The monthly repayments you make on a PCP deal cover only the depreciation of the vehicle (the difference between the car’s price when you buy it and the predicted price at the end of the term) plus interest.
A typical PCP deal runs over three to four years. If you want the option to change your car more regularly, you can choose a 24-month contract.
Or, for the lowest possible monthly payments, a five-year contract. Remember, though, the longer your contract runs for, the more interest you’ll pay overall.
Ending the contract
As mentioned, you have a few different options at the end of your PCP deal.
1. Return the car
Providing the car is in good condition and below the mileage limit stated at the start of the contract, you can return the car with nothing to pay
2. Own the car
At this point, you have an option to purchase the car outright by paying a lump sum payment – often called the balloon payment – that is based on the value of the car at the end of the contract
3. Trade in and start a new deal
If the idea of having another new car appeals, you can return the car and start a new agreement. If your car is worth more than was projected, you also have a deposit for the new one, too.
Pros and cons of PCP
There are several pros and cons to taking out a personal contract purchase.
Pros of PCP:
- Typically, lower monthly repayments than some car finance
- Possibility of driving a new car every few years
- Protection against depreciation with an option to hand the car back at the end
- Often less maintenance and running costs, as a newer vehicle
Cons of PCP:
- No guarantee of owning the car
- Penalties for damage to the car can be high
- Usually limits on annual mileage and penalties for exceeding them if you hand the car back
- If you choose not to purchase the car at the end, it can be more costly than leasing
Used vs new car PCP
PCP deals are available for both new and used cars, but there are some things to consider before you choose.

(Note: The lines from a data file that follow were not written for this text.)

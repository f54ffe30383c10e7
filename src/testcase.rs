use crate::{
    connector::Connector,
    error::{DeleteError, ReconcileError, StoreError},
    external::ExternalHandle,
    reconciler::{Cancellation, Outcome, Reconciler},
    resource::{
        Condition, ConnectionDetails, DeletionPolicy, TestCase, TestCaseObservation,
        TestCaseStatus, FINALIZER,
    },
    store::ResourceStore,
};
use async_trait::async_trait;
use std::sync::Arc;

pub struct TestCaseReconciler {
    store: Arc<dyn ResourceStore>,
    connector: Connector,
}

impl TestCaseReconciler {
    pub fn new(store: Arc<dyn ResourceStore>, connector: Connector) -> Self {
        Self { store, connector }
    }
}

#[async_trait]
impl Reconciler for TestCaseReconciler {
    async fn changed(
        &self,
        test_case: &TestCase,
        cancellation: &Cancellation,
    ) -> Result<Outcome, ReconcileError> {
        let name = &test_case.metadata.name;
        let mut status = test_case.status.clone();

        let result = self.reconcile(test_case, &mut status, cancellation).await;

        if let Err(err) = &result {
            status.set_condition(Condition::reconcile_error(err.reason(), err.message()));
        }

        if status != test_case.status {
            match self.store.update_status(name, status).await {
                Ok(()) => {}
                // released by this pass
                Err(StoreError::NotFound { .. }) if test_case.is_deleted() => {}
                Err(err) => {
                    log::warn!("Failed to update status of {name}: {err}");
                    // an error of the pass takes precedence
                    return result.and(Err(err.into()));
                }
            }
        }

        result
    }

    async fn missing(&self, name: &str) -> Result<Outcome, ReconcileError> {
        // finalizers ensure deletion was handled before the test case disappeared
        log::debug!("Test case is gone: {name}");
        Ok(Outcome::Complete)
    }
}

impl TestCaseReconciler {
    async fn reconcile(
        &self,
        test_case: &TestCase,
        status: &mut TestCaseStatus,
        cancellation: &Cancellation,
    ) -> Result<Outcome, ReconcileError> {
        let handle = cancellation.run(self.connector.connect(test_case)).await??;
        let observation = cancellation.run(handle.observe(test_case)).await??;

        status.at_provider = TestCaseObservation {
            exists: observation.resource_exists,
            up_to_date: observation.resource_up_to_date,
        };

        if test_case.is_deleted() {
            return self
                .removing(&handle, test_case, status, observation.resource_exists)
                .await;
        }

        self.publish(test_case, &observation.connection_details)
            .await?;

        // ensure that the finalizer is set, before creating anything
        let mut metadata = test_case.metadata.clone();
        if metadata.ensure_finalizer(FINALIZER) {
            self.store
                .update_finalizers(&metadata.name, metadata.finalizers)
                .await?;
        }

        if !observation.resource_exists {
            // once started, a create runs to completion
            cancellation.check()?;
            let creation = handle.create(test_case).await?;

            status.set_condition(Condition::creating());
            status.set_condition(Condition::reconcile_success());
            self.publish(test_case, &creation.connection_details)
                .await?;

            // observe the result with the next pass
            return Ok(Outcome::Retry);
        }

        if !observation.resource_up_to_date {
            cancellation.check()?;
            let update = handle.update(test_case).await?;
            self.publish(test_case, &update.connection_details).await?;
        }

        status.set_condition(Condition::available());
        status.set_condition(Condition::reconcile_success());
        status.observed_generation = Some(test_case.metadata.generation);

        Ok(Outcome::Complete)
    }

    /// Handle the external resource of a deleted test case, and release the test case.
    async fn removing(
        &self,
        handle: &ExternalHandle,
        test_case: &TestCase,
        status: &mut TestCaseStatus,
        exists: bool,
    ) -> Result<Outcome, ReconcileError> {
        let name = &test_case.metadata.name;
        status.set_condition(Condition::deleting());

        if exists && test_case.spec.deletion_policy == DeletionPolicy::Delete {
            match handle.delete(test_case).await {
                Ok(()) => {
                    status.set_condition(Condition::reconcile_success());
                    // wait for the test case to be gone
                    return Ok(Outcome::Retry);
                }
                Err(DeleteError::Unsupported) => {
                    let params = &test_case.spec.for_provider;
                    log::warn!(
                        "Unable to delete external test case {}/{}, orphaning it",
                        params.organization,
                        params.name
                    );
                    status.set_condition(
                        Condition::deleting().with_message("external test case was orphaned"),
                    );
                }
                Err(err) => return Err(err.into()),
            }
        }

        if let Some(target) = &test_case.spec.write_connection_secret_to_ref {
            self.store.unpublish_connection_details(target).await?;
        }

        let mut metadata = test_case.metadata.clone();
        if metadata.remove_finalizer(FINALIZER) {
            self.store
                .update_finalizers(name, metadata.finalizers)
                .await?;
        }

        log::info!("Released test case: {name}");

        Ok(Outcome::Complete)
    }

    async fn publish(
        &self,
        test_case: &TestCase,
        details: &ConnectionDetails,
    ) -> Result<(), ReconcileError> {
        if let Some(target) = &test_case.spec.write_connection_secret_to_ref {
            self.store
                .publish_connection_details(target, details)
                .await?;
        }
        Ok(())
    }
}
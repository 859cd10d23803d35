use std::path::Path;

use crate::error::KemetError;
use crate::types::RepoRecord;

/// Load repository records from the dataset CSV at `path`.
///
/// Column headers must match the [`RepoRecord`] field names; missing columns
/// deserialize as absent fields. The `filenames` cell holds a serialized
/// list: a JSON array string is accepted first, then a `;`-separated list.
/// Cells in neither format yield an absent `filenames` field, which in turn
/// disables language detection for that record.
///
/// # Errors
///
/// Returns [`KemetError::FileNotFound`] if the file does not exist, or
/// [`KemetError::Csv`] on malformed CSV.
///
/// # Examples
///
/// ```no_run
/// use kemet_core::load_records;
/// use std::path::Path;
///
/// let records = load_records(Path::new("data/egy_repos.csv")).unwrap();
/// println!("{} repositories", records.len());
/// ```
pub fn load_records(path: &Path) -> Result<Vec<RepoRecord>, KemetError> {
    if !path.exists() {
        return Err(KemetError::FileNotFound(path.to_path_buf()));
    }
    let file = std::fs::File::open(path)?;
    let mut rdr = csv::Reader::from_reader(file);

    let mut records = Vec::new();
    for result in rdr.deserialize() {
        let record: RepoRecord = result?;
        records.push(record);
    }
    Ok(records)
}

/// Parse one `filenames` CSV cell into an ordered file list.
///
/// Accepts a JSON array of strings, falling back to a `;`-separated list.
pub(crate) fn parse_filenames_cell(raw: &str) -> Option<Vec<String>> {
    let raw = raw.trim();
    if raw.is_empty() {
        return None;
    }

    if raw.starts_with('[') {
        if let Ok(serde_json::Value::Array(items)) = serde_json::from_str(raw) {
            let mut names = Vec::with_capacity(items.len());
            for item in items {
                match item {
                    serde_json::Value::String(s) => names.push(s),
                    _ => return None,
                }
            }
            return Some(names);
        }
        return None;
    }

    Some(
        raw.split(';')
            .map(str::trim)
            .filter(|s| !s.is_empty())
            .map(str::to_string)
            .collect(),
    )
}
//! Chart rendering for aggregate repository statistics.
//!
//! Presentation-only helpers over `plotters`: a bar chart with
//! percentage-of-total annotations, per-column histogram panels, and a
//! top-N ranking chart. Each helper is a one-shot call that renders a
//! raster image to a caller-supplied path; none of them keeps state or
//! validates beyond what rendering needs.

pub mod bar;
pub mod histogram;
pub mod ranking;
pub mod style;

pub use bar::bar_plot;
pub use histogram::plot_histograms;
pub use ranking::top_ranked_repos;
pub use style::diverging_palette;
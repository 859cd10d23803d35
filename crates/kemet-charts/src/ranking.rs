use std::path::Path;

use kemet_core::{ChartConfig, KemetError, Table};
use plotters::prelude::*;

use crate::bar::{draw_bar_panel, title_words};
use crate::style::chart_err;

/// Render the top `n` repositories by a numeric feature and return them.
///
/// Sorts `table` descending by `feature`, keeps the first `n` rows (or all
/// of them when the table is shorter), draws a bar chart keyed by the
/// `repo_name` column, and hands the filtered rows back so callers can
/// inspect them.
///
/// # Errors
///
/// Returns [`KemetError::Table`] when `feature` is missing or not numeric,
/// when there is no `repo_name` column, or when the table is empty;
/// [`KemetError::Chart`] when rendering fails.
///
/// # Examples
///
/// ```no_run
/// use kemet_charts::top_ranked_repos;
/// use kemet_core::{ChartConfig, Table};
/// use std::path::Path;
///
/// let table = Table::from_csv_path(Path::new("data/egy_repos.csv")).unwrap();
/// let top = top_ranked_repos(&table, "stars", 5, Path::new("top.png"), &ChartConfig::default())
///     .unwrap();
/// assert!(top.row_count() <= 5);
/// ```
pub fn top_ranked_repos(
    table: &Table,
    feature: &str,
    n: usize,
    out_path: &Path,
    options: &ChartConfig,
) -> Result<Table, KemetError> {
    let top = table.top_n_by(feature, n)?;
    let labels = top.text("repo_name")?;
    let values = top.numeric(feature)?;

    let title = format!(
        "Top {n} Egyptian Open-Source Repositories by {}",
        title_words(feature)
    );

    let root = BitMapBackend::new(out_path, (options.width, options.height)).into_drawing_area();
    root.fill(&WHITE).map_err(chart_err)?;

    draw_bar_panel(
        &root,
        labels,
        values,
        &title,
        "repository name",
        feature,
        options,
        false,
    )?;

    root.present().map_err(chart_err)?;
    Ok(top)
}

#[cfg(test)]
mod tests {
    use super::*;
    use kemet_core::Column;

    fn repos_table() -> Table {
        Table::new(
            vec!["repo_name".into(), "stars".into()],
            vec![
                Column::Text(vec![
                    "alpha".into(),
                    "beta".into(),
                    "gamma".into(),
                    "delta".into(),
                ]),
                Column::Numeric(vec![40.0, 10.0, 90.0, 70.0]),
            ],
        )
        .unwrap()
    }

    #[test]
    fn returns_top_rows_sorted_descending() {
        let dir = tempfile::tempdir().unwrap();
        let out = dir.path().join("top.png");
        match top_ranked_repos(&repos_table(), "stars", 2, &out, &ChartConfig::default()) {
            Ok(top) => {
                assert_eq!(top.row_count(), 2);
                assert_eq!(top.text("repo_name").unwrap(), &["gamma", "delta"]);
                assert_eq!(top.numeric("stars").unwrap(), &[90.0, 70.0]);
                assert!(std::fs::metadata(&out).unwrap().len() > 0);
            }
            // Containers without system fonts cannot rasterize captions
            Err(KemetError::Chart(_)) => {}
            Err(other) => panic!("unexpected error: {other}"),
        }
    }

    #[test]
    fn missing_repo_name_column_is_an_error() {
        let table = Table::new(
            vec!["name".into(), "stars".into()],
            vec![
                Column::Text(vec!["alpha".into()]),
                Column::Numeric(vec![1.0]),
            ],
        )
        .unwrap();
        let dir = tempfile::tempdir().unwrap();
        let err = top_ranked_repos(
            &table,
            "stars",
            5,
            &dir.path().join("top.png"),
            &ChartConfig::default(),
        );
        assert!(matches!(err, Err(KemetError::Table(_))));
    }

    #[test]
    fn missing_feature_column_is_an_error() {
        let dir = tempfile::tempdir().unwrap();
        let err = top_ranked_repos(
            &repos_table(),
            "watchers",
            5,
            &dir.path().join("top.png"),
            &ChartConfig::default(),
        );
        assert!(matches!(err, Err(KemetError::Table(_))));
    }
}
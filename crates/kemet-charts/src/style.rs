use kemet_core::KemetError;
use plotters::style::RGBColor;

/// Anchor colors of the RdBu diverging ramp, dark red to dark blue.
const RDBU_ANCHORS: [(u8, u8, u8); 11] = [
    (103, 0, 31),
    (178, 24, 43),
    (214, 96, 77),
    (244, 165, 130),
    (253, 219, 199),
    (247, 247, 247),
    (209, 229, 240),
    (146, 197, 222),
    (67, 147, 195),
    (33, 102, 172),
    (5, 48, 97),
];

/// Sample `n` evenly spaced colors from the RdBu diverging ramp.
///
/// This is the default bar palette when the configuration does not supply
/// one.
///
/// # Examples
///
/// ```
/// use kemet_charts::diverging_palette;
///
/// let palette = diverging_palette(5);
/// assert_eq!(palette.len(), 5);
/// ```
pub fn diverging_palette(n: usize) -> Vec<RGBColor> {
    if n == 0 {
        return Vec::new();
    }
    (0..n)
        .map(|i| {
            let t = if n == 1 {
                0.5
            } else {
                i as f64 / (n - 1) as f64
            };
            sample_ramp(t)
        })
        .collect()
}

fn sample_ramp(t: f64) -> RGBColor {
    let scaled = t.clamp(0.0, 1.0) * (RDBU_ANCHORS.len() - 1) as f64;
    let lo = scaled.floor() as usize;
    let hi = (lo + 1).min(RDBU_ANCHORS.len() - 1);
    let frac = scaled - lo as f64;

    let (r0, g0, b0) = RDBU_ANCHORS[lo];
    let (r1, g1, b1) = RDBU_ANCHORS[hi];
    RGBColor(
        lerp(r0, r1, frac),
        lerp(g0, g1, frac),
        lerp(b0, b1, frac),
    )
}

fn lerp(a: u8, b: u8, t: f64) -> u8 {
    (a as f64 + (b as f64 - a as f64) * t).round() as u8
}

/// Parse `#rrggbb` color strings.
///
/// # Errors
///
/// Returns [`KemetError::Config`] on any string that is not a six-digit hex
/// color.
pub fn parse_palette(specs: &[String]) -> Result<Vec<RGBColor>, KemetError> {
    specs.iter().map(|spec| parse_color(spec)).collect()
}

fn parse_color(spec: &str) -> Result<RGBColor, KemetError> {
    let hex = spec.strip_prefix('#').unwrap_or(spec);
    if hex.len() != 6 || !hex.chars().all(|c| c.is_ascii_hexdigit()) {
        return Err(KemetError::Config(format!("invalid color `{spec}`")));
    }
    let channel = |range: std::ops::Range<usize>| {
        u8::from_str_radix(&hex[range], 16)
            .map_err(|_| KemetError::Config(format!("invalid color `{spec}`")))
    };
    Ok(RGBColor(channel(0..2)?, channel(2..4)?, channel(4..6)?))
}

/// The configured palette, or the built-in ramp sized to `n` bars.
pub(crate) fn resolve_palette(specs: &[String], n: usize) -> Result<Vec<RGBColor>, KemetError> {
    if specs.is_empty() {
        Ok(diverging_palette(n))
    } else {
        parse_palette(specs)
    }
}

pub(crate) fn chart_err<E: std::fmt::Display>(err: E) -> KemetError {
    KemetError::Chart(err.to_string())
}

#[cfg(test)]
mod tests {
    use super::*;

    #[test]
    fn palette_endpoints_are_the_ramp_extremes() {
        let palette = diverging_palette(11);
        assert_eq!(palette[0], RGBColor(103, 0, 31));
        assert_eq!(palette[10], RGBColor(5, 48, 97));
    }

    #[test]
    fn single_color_is_the_ramp_midpoint() {
        let palette = diverging_palette(1);
        assert_eq!(palette, vec![RGBColor(247, 247, 247)]);
    }

    #[test]
    fn empty_palette_request() {
        assert!(diverging_palette(0).is_empty());
    }

    #[test]
    fn parse_hex_colors() {
        let parsed = parse_palette(&["#b2182b".into(), "2166ac".into()]).unwrap();
        assert_eq!(parsed, vec![RGBColor(178, 24, 43), RGBColor(33, 102, 172)]);
    }

    #[test]
    fn reject_malformed_colors() {
        assert!(parse_palette(&["#b2182".into()]).is_err());
        assert!(parse_palette(&["red".into()]).is_err());
    }

    #[test]
    fn resolve_prefers_configured_colors() {
        let configured = resolve_palette(&["#000000".into()], 5).unwrap();
        assert_eq!(configured, vec![RGBColor(0, 0, 0)]);

        let fallback = resolve_palette(&[], 3).unwrap();
        assert_eq!(fallback.len(), 3);
    }
}
fn main() -> Result<()> {
    human_panic::setup_panic!();

    let cli = Cli::parse();

    if cli.verbose {
        tracing_subscriber::fmt()
            .with_env_filter(
                EnvFilter::try_from_default_env().unwrap_or_else(|_| EnvFilter::new("debug")),
            )
            .with_writer(std::io::stderr)
            .init();
    }

    let config = load_config(cli.config.as_deref())?;

    match cli.command {
        None => print_banner(),
        Some(Command::City { location, dataset }) => {
            run_city(location, dataset, &config, cli.format)?;
        }
        Some(Command::Detect {
            dataset,
            keywords,
            databases,
        }) => {
            run_detect(dataset, keywords, databases, &config, cli.format)?;
        }
        Some(Command::Bar {
            input,
            by,
            dataset,
            output,
        }) => {
            run_bar(input, by, dataset, &output, &config)?;
        }
        Some(Command::Hist {
            columns,
            dataset,
            output,
        }) => {
            let table = load_table(dataset, &config)?;
            let columns: Vec<&str> = columns.iter().map(String::as_str).collect();
            plot_histograms(&table, &columns, &output, &config.chart).into_diagnostic()?;
            println!("Wrote {}", output.display());
        }
        Some(Command::Top {
            feature,
            n,
            dataset,
            output,
        }) => {
            run_top(&feature, n, dataset, &output, &config, cli.format)?;
        }
        Some(Command::Init) => {
            let path = Path::new(".kemet.toml");
            if path.exists() {
                miette::bail!(".kemet.toml already exists");
            }
            std::fs::write(path, DEFAULT_CONFIG).into_diagnostic()?;
            println!("Created .kemet.toml with default configuration");
        }
    }

    Ok(())
}
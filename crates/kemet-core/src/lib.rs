//! Core types, configuration, and error handling for the kemet toolkit.
//!
//! This crate provides the shared foundation used by all other kemet crates:
//! - [`KemetError`] — unified error type using `thiserror`
//! - [`KemetConfig`] — configuration loaded from `.kemet.toml`
//! - [`Table`] — minimal column-major table with CSV ingestion
//! - Shared types: [`RepoRecord`], [`OutputFormat`]

mod config;
mod dataset;
mod error;
mod table;
mod types;

pub use config::{ChartConfig, DataConfig, KemetConfig};
pub use dataset::load_records;
pub use error::KemetError;
pub use table::{Column, Table};
pub use types::{OutputFormat, RepoRecord};

/// A convenience `Result` type for kemet operations.
pub type Result<T> = std::result::Result<T, KemetError>;
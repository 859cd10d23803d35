use std::fmt;
use std::str::FromStr;

use serde::{Deserialize, Deserializer, Serialize};

use crate::dataset::parse_filenames_cell;

/// A single repository record from the dataset.
///
/// Every field is optional: the scraped dataset has gaps, and the detection
/// heuristics treat an absent field as "no usable data" rather than an error.
///
/// # Examples
///
/// ```
/// use kemet_core::RepoRecord;
///
/// let repo = RepoRecord {
///     repo_name: Some("tahrir".into()),
///     repo_description: Some("a python tool".into()),
///     topics: Some("cli,devtools".into()),
///     filenames: Some(vec!["main.py".into()]),
///     ..RepoRecord::default()
/// };
/// assert_eq!(repo.repo_name.as_deref(), Some("tahrir"));
/// ```
#[derive(Debug, Clone, Default, Serialize, Deserialize)]
pub struct RepoRecord {
    /// Repository owner login.
    #[serde(default)]
    pub owner: Option<String>,
    /// Repository name.
    #[serde(default)]
    pub repo_name: Option<String>,
    /// Free-text description.
    #[serde(default)]
    pub repo_description: Option<String>,
    /// Comma-separated topic list.
    #[serde(default)]
    pub topics: Option<String>,
    /// File names found in the repository tree, in discovery order.
    ///
    /// The dataset stores this as a serialized list inside one CSV cell;
    /// see [`load_records`](crate::load_records) for the accepted formats.
    #[serde(default, deserialize_with = "de_filenames")]
    pub filenames: Option<Vec<String>>,
    /// Owner's free-text location.
    #[serde(default)]
    pub location: Option<String>,
    /// Primary language as reported by the hosting platform.
    #[serde(default)]
    pub language: Option<String>,
    /// Stargazer count.
    #[serde(default)]
    pub stars: Option<f64>,
    /// Fork count.
    #[serde(default)]
    pub forks: Option<f64>,
    /// Open issue count.
    #[serde(default)]
    pub open_issues: Option<f64>,
}

fn de_filenames<'de, D>(deserializer: D) -> Result<Option<Vec<String>>, D::Error>
where
    D: Deserializer<'de>,
{
    let raw: Option<String> = Option::deserialize(deserializer)?;
    Ok(raw.as_deref().and_then(parse_filenames_cell))
}

/// Output format for CLI command results.
///
/// # Examples
///
/// ```
/// use kemet_core::OutputFormat;
///
/// let fmt: OutputFormat = "json".parse().unwrap();
/// assert_eq!(fmt, OutputFormat::Json);
/// ```
#[derive(Debug, Clone, Copy, Default, PartialEq, Eq, Serialize, Deserialize)]
#[serde(rename_all = "lowercase")]
pub enum OutputFormat {
    /// Human-readable tables and summaries.
    #[default]
    Text,
    /// Machine-readable JSON.
    Json,
}

impl fmt::Display for OutputFormat {
    fn fmt(&self, f: &mut fmt::Formatter<'_>) -> fmt::Result {
        match self {
            OutputFormat::Text => write!(f, "text"),
            OutputFormat::Json => write!(f, "json"),
        }
    }
}

impl FromStr for OutputFormat {
    type Err = String;

    fn from_str(s: &str) -> Result<Self, Self::Err> {
        match s.to_lowercase().as_str() {
            "text" => Ok(OutputFormat::Text),
            "json" => Ok(OutputFormat::Json),
            other => Err(format!("unknown output format: {other}")),
        }
    }
}

#[cfg(test)]
mod tests {
    use super::*;

    #[test]
    fn output_format_from_str() {
        assert_eq!("text".parse::<OutputFormat>().unwrap(), OutputFormat::Text);
        assert_eq!("json".parse::<OutputFormat>().unwrap(), OutputFormat::Json);
        assert_eq!("JSON".parse::<OutputFormat>().unwrap(), OutputFormat::Json);
        assert!("xml".parse::<OutputFormat>().is_err());
    }

    #[test]
    fn output_format_display() {
        assert_eq!(OutputFormat::Text.to_string(), "text");
        assert_eq!(OutputFormat::Json.to_string(), "json");
    }

    #[test]
    fn default_record_is_all_absent() {
        let repo = RepoRecord::default();
        assert!(repo.repo_description.is_none());
        assert!(repo.topics.is_none());
        assert!(repo.filenames.is_none());
        assert!(repo.stars.is_none());
    }
}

If the idea of having a new, modern car every few years for less appeals, then a PCP deal on a new car is a relatively easy way to do this.
It gives you a chance to access newer models with cleaner emissions and up-to-date technology.
With a new car, there are also often more and better offers available.
But, the biggest advantage of taking out PCP for a used car is the lower monthly payments. The biggest drop in value for a used car has already happened, so it essentially depreciates less when you take out your agreement.
However, there are disadvantages taking on an older model too, such as the cost of maintenance and wear and tear that you typically wouldn’t get with a newer car.
One reason many people take out PCP is that it allows you to drive a new car every couple of years – where that normally may not be affordable. As the car ages, that advantage simply decreases.
How to get the best PCP deal
There are a variety of PCP deals out there and the best one for you will depend on your circumstances.
Things to look out for include:
Usually, the best offers for these come from the dealership you are going to purchase from. With a deposit contribution or £0 deposit, it could free you up from having to use your savings.
How much interest you pay will depend on the length of the term you choose and your credit score. It’s worth finding out ahead of time how much you’ll pay in total by the end of the deal.
The final payment
Factoring in this cost is important if you’re planning on owning the car at the end of the term. Is the final value of the car realistic?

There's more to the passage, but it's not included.